A couple of years ago I asked my friend, archivist/musician David Jones, why the Ramones are so very popular now that so many are gone? When Joey died, I read tons of obits from people who claimed to be long-time Ramones fans. As Johnny said, if everyone who said they saw them really did, they would have been huge earlier. David said it's our obssession with dead stars.

What the fuck is wrong with our society?

Ok, how do I reconcile that with the fact I don't want to alienate myself from the people involved with this movie? I don't want to sound bitter or negative. As Paul Roessler keeps reminding me, he's trying not to say anything bad about people cos it comes back to bite him. Paul is such a sweet, sensitive soul. He and Hellin just celebrated their 25th anniversary, worked so hard at staying in love all these years. It's heartwarming to be around them.

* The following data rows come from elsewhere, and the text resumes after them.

//! Compile-time unit safety for power system quantities.
//!
//! The diagnosis engine mostly manipulates dimensionless normalized
//! residuals, but bus operating points and measurement values still carry
//! physical units. Newtype wrappers keep per-unit voltages, angles and
//! base voltages from being mixed up silently.
//!
//! All types are `#[repr(transparent)]` over `f64`: zero runtime overhead.

use serde::{Deserialize, Serialize};
use std::ops::{Add, Div, Mul, Neg, Sub};

/// Macro to implement common arithmetic operations for unit types
macro_rules! impl_unit_ops {
    ($type:ty, $unit_name:literal) => {
        impl Add for $type {
            type Output = Self;
            fn add(self, rhs: Self) -> Self::Output {
                Self(self.0 + rhs.0)
            }
        }

        impl Sub for $type {
            type Output = Self;
            fn sub(self, rhs: Self) -> Self::Output {
                Self(self.0 - rhs.0)
            }
        }

        impl Neg for $type {
            type Output = Self;
            fn neg(self) -> Self::Output {
                Self(-self.0)
            }
        }

        impl Mul<f64> for $type {
            type Output = Self;
            fn mul(self, rhs: f64) -> Self::Output {
                Self(self.0 * rhs)
            }
        }

        impl Div<f64> for $type {
            type Output = Self;
            fn div(self, rhs: f64) -> Self::Output {
                Self(self.0 / rhs)
            }
        }

        impl $type {
            #[inline]
            pub fn new(value: f64) -> Self {
                Self(value)
            }
            #[inline]
            pub fn value(&self) -> f64 {
                self.0
            }
        }

        impl std::fmt::Display for $type {
            fn fmt(&self, f: &mut std::fmt::Formatter<'_>) -> std::fmt::Result {
                write!(f, "{} {}", self.0, $unit_name)
            }
        }
    };
}

/// Dimensionless per-unit quantity (voltage magnitude, impedance)
#[derive(Debug, Clone, Copy, PartialEq, PartialOrd, Serialize, Deserialize)]
#[repr(transparent)]
#[serde(transparent)]
pub struct PerUnit(pub f64);
impl_unit_ops!(PerUnit, "p.u.");

/// Angle in radians
#[derive(Debug, Clone, Copy, PartialEq, PartialOrd, Serialize, Deserialize)]
#[repr(transparent)]
#[serde(transparent)]
pub struct Radians(pub f64);
impl_unit_ops!(Radians, "rad");

impl Radians {
    pub fn to_degrees(self) -> f64 {
        self.0.to_degrees()
    }
}

/// Voltage in kilovolts
#[derive(Debug, Clone, Copy, PartialEq, PartialOrd, Serialize, Deserialize)]
#[repr(transparent)]
#[serde(transparent)]
pub struct Kilovolts(pub f64);
impl_unit_ops!(Kilovolts, "kV");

Why do I feel like crying? Hellin cried on the set and later Paul held me as I cried. It's not because of the loss of Darby -- I was never close to him. I miss Tomata from the Screamers far more. I'm crying because I have so much work to do (EVERYONE on the set, especially the fans, costumers, producers, photographer etc know exactly who I am and love my work). I'm crying because I'm being showered with so much love, acceptance, validity, compliments, admiration, envy and gratitude by fans and people in the industry every single day. I am stunned, overwhelmed, but my hard work has only begun! And I still haven't made money! It's relentless.

I'm crying, realizing the reality of what we did. I cry when I find the most stunning photos that I never knew existed! Lorna said to me on the sidelines of the set, "none of us did what we did to make money, get famous." By studying art and artists AND movie-makers, I learned great artists always follow their hearts and find the truth in their art.

I cry when I know what should and could be shown, shared, discussed and is disregarded. I was repeatedly told they are working hard to present the "truth." Of course I told them that's "bullshit." I cry cos I'm so truthful that Dickey Barret, morning DJ on indie, said on the radio I "need to learn to lie." NEVER!

I've influenced and changed the lives of many, one of the reasons I took photos. Now I have to change my life for the better. But it means sacrifice, not going to art or music shows or movies. My photos are calling me, and they are so demanding and needy.

I can't rely on anyone who wasn't there to tell our story. This is a good start, but when will I learn to accept what is, not what could be? When my body has turned to ashes, then I hope my soul will be at peace with what others have done to our story. 'Tis better to be looked over than over-looked, but can't they handle the truth?